TASK: The full listing should be set down exactly as it reads.

==========

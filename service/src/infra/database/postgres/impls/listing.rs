//! [`Listing`]-related [`Database`] implementations.

use common::{
    operations::{By, Delete, Insert, Lock, Select},
    Money,
};
use rust_decimal::Decimal;
use tracerr::Traced;

use crate::{
    domain::{listing, Listing},
    infra::{
        database::{self, postgres::Connection, Postgres},
        Database,
    },
};

impl<C> Database<Select<By<Option<Listing>, listing::Id>>> for Postgres<C>
where
    C: Connection,
{
    type Ok = Option<Listing>;
    type Err = Traced<database::Error>;

    async fn execute(
        &self,
        Select(by): Select<By<Option<Listing>, listing::Id>>,
    ) -> Result<Self::Ok, Self::Err> {
        // Avoid subtle change for SQL.
        let id: listing::Id = by.into_inner();

        const SQL: &str = "\
            SELECT id, owner_id, \
                   title, city, kind, \
                   price, price_currency, \
                   description, \
                   created_at \
            FROM listings \
            WHERE id = $1::UUID \
            LIMIT 1";
        Ok(self
            .query_opt(SQL, &[&id])
            .await
            .map_err(tracerr::wrap!())?
            .map(|row| Listing {
                id: row.get("id"),
                owner_id: row.get("owner_id"),
                title: row.get("title"),
                city: row.get("city"),
                kind: row.get("kind"),
                price: Money {
                    amount: row.get::<_, Decimal>("price"),
                    currency: row.get("price_currency"),
                },
                description: row.get("description"),
                created_at: row.get("created_at"),
            }))
    }
}

impl<C> Database<Insert<Listing>> for Postgres<C>
where
    C: Connection,
{
    type Ok = ();
    type Err = Traced<database::Error>;

    async fn execute(
        &self,
        Insert(listing): Insert<Listing>,
    ) -> Result<Self::Ok, Self::Err> {
        let Listing {
            id,
            owner_id,
            title,
            city,
            kind,
            price,
            description,
            created_at,
        } = listing;

        const SQL: &str = "\
            INSERT INTO listings (\
                id, owner_id, \
                title, city, kind, \
                price, price_currency, \
                description, \
                created_at\
            ) \
            VALUES (\
                $1::UUID, $2::UUID, \
                $3::VARCHAR, $4::VARCHAR, $5::INT2, \
                $6::NUMERIC, $7::INT2, \
                $8::TEXT, \
                $9::TIMESTAMPTZ\
            )";
        self.exec(
            SQL,
            &[
                &id,
                &owner_id,
                &title,
                &city,
                &kind,
                &price.amount,
                &price.currency,
                &description,
                &created_at,
            ],
        )
        .await
        .map_err(tracerr::wrap!())
        .map(drop)
    }
}

impl<C> Database<Delete<By<Listing, listing::Id>>> for Postgres<C>
where
    C: Connection,
{
    type Ok = ();
    type Err = Traced<database::Error>;

    async fn execute(
        &self,
        Delete(by): Delete<By<Listing, listing::Id>>,
    ) -> Result<Self::Ok, Self::Err> {
        // Avoid subtle change for SQL.
        let id: listing::Id = by.into_inner();

        // `Deal`s, their documents, contracts, signed copies and audit
        // entries cascade with the `Listing` row.
        const SQL: &str = "DELETE FROM listings WHERE id = $1::UUID";
        self.exec(SQL, &[&id])
            .await
            .map_err(tracerr::wrap!())
            .map(drop)
    }
}

impl<C> Database<Lock<By<Listing, listing::Id>>> for Postgres<C>
where
    C: Connection,
{
    type Ok = ();
    type Err = Traced<database::Error>;

    async fn execute(
        &self,
        Lock(by): Lock<By<Listing, listing::Id>>,
    ) -> Result<Self::Ok, Self::Err> {
        // Avoid subtle change for SQL.
        let id: listing::Id = by.into_inner();

        const SQL: &str = "\
            INSERT INTO listings_lock \
            VALUES ($1::UUID) \
            ON CONFLICT (id) DO NOTHING";
        self.query(SQL, &[&id])
            .await
            .map_err(tracerr::wrap!())
            .map(drop)
    }
}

==========

FINISHED TASK:
filename service/src/infra/database/postgres/impls/listing.rs
//! [`Listing`]-related [`Database`] implementations.

use common::{
    operations::{By, Delete, Insert, Lock, Select},
    Money,
};
use rust_decimal::Decimal;
use tracerr::Traced;

use crate::{
    domain::{listing, Listing},
    infra::{
        database::{self, postgres::Connection, Postgres},
        Database,
    },
};

impl<C> Database<Select<By<Option<Listing>, listing::Id>>> for Postgres<C>
where
    C: Connection,
{
    type Ok = Option<Listing>;
    type Err = Traced<database::Error>;

    async fn execute(
        &self,
        Select(by): Select<By<Option<Listing>, listing::Id>>,
    ) -> Result<Self::Ok, Self::Err> {
        // Avoid subtle change for SQL.
        let id: listing::Id = by.into_inner();

        const SQL: &str = "\
            SELECT id, owner_id, \
                   title, city, kind, \
                   price, price_currency, \
                   description, \
                   created_at \
            FROM listings \
            WHERE id = $1::UUID \
            LIMIT 1";
        Ok(self
            .query_opt(SQL, &[&id])
            .await
            .map_err(tracerr::wrap!())?
            .map(|row| Listing {
                id: row.get("id"),
                owner_id: row.get("owner_id"),
                title: row.get("title"),
                city: row.get("city"),
                kind: row.get("kind"),
                price: Money {
                    amount: row.get::<_, Decimal>("price"),
                    currency: row.get("price_currency"),
                },
                description: row.get("description"),
                created_at: row.get("created_at"),
            }))
    }
}

impl<C> Database<Insert<Listing>> for Postgres<C>
where
    C: Connection,
{
    type Ok = ();
    type Err = Traced<database::Error>;

    async fn execute(
        &self,
        Insert(listing): Insert<Listing>,
    ) -> Result<Self::Ok, Self::Err> {
        let Listing {
            id,
            owner_id,
            title,
            city,
            kind,
            price,
            description,
            created_at,
        } = listing;

        const SQL: &str = "\
            INSERT INTO listings (\
                id, owner_id, \
                title, city, kind, \
                price, price_currency, \
                description, \
                created_at\
            ) \
            VALUES (\
                $1::UUID, $2::UUID, \
                $3::VARCHAR, $4::VARCHAR, $5::INT2, \
                $6::NUMERIC, $7::INT2, \
                $8::TEXT, \
                $9::TIMESTAMPTZ\
            )";
        self.exec(
            SQL,
            &[
                &id,
                &owner_id,
                &title,
                &city,
                &kind,
                &price.amount,
                &price.currency,
                &description,
                &created_at,
            ],
        )
        .await
        .map_err(tracerr::wrap!())
        .map(drop)
    }
}

impl<C> Database<Delete<By<Listing, listing::Id>>> for Postgres<C>
where
    C: Connection,
{
    type Ok = ();
    type Err = Traced<database::Error>;

    async fn execute(
        &self,
        Delete(by): Delete<By<Listing, listing::Id>>,
    ) -> Result<Self::Ok, Self::Err> {
        // Avoid subtle change for SQL.
        let id: listing::Id = by.into_inner();

        // `Deal`s, their documents, contracts, signed copies and audit
        // entries cascade with the `Listing` row.
        const SQL: &str = "DELETE FROM listings WHERE id = $1::UUID";
        self.exec(SQL, &[&id])
            .await
            .map_err(tracerr::wrap!())
            .map(drop)
    }
}

impl<C> Database<Lock<By<Listing, listing::Id>>> for Postgres<C>
where
    C: Connection,
{
    type Ok = ();
    type Err = Traced<database::Error>;

    async fn execute(
        &self,
        Lock(by): Lock<By<Listing, listing::Id>>,
    ) -> Result<Self::Ok, Self::Err> {
        // Avoid subtle change for SQL.
        let id: listing::Id = by.into_inner();

        const SQL: &str = "\
            INSERT INTO listings_lock \
            VALUES ($1::UUID) \
            ON CONFLICT (id) DO NOTHING";
        self.query(SQL, &[&id])
            .await
            .map_err(tracerr::wrap!())
            .map(drop)
    }
}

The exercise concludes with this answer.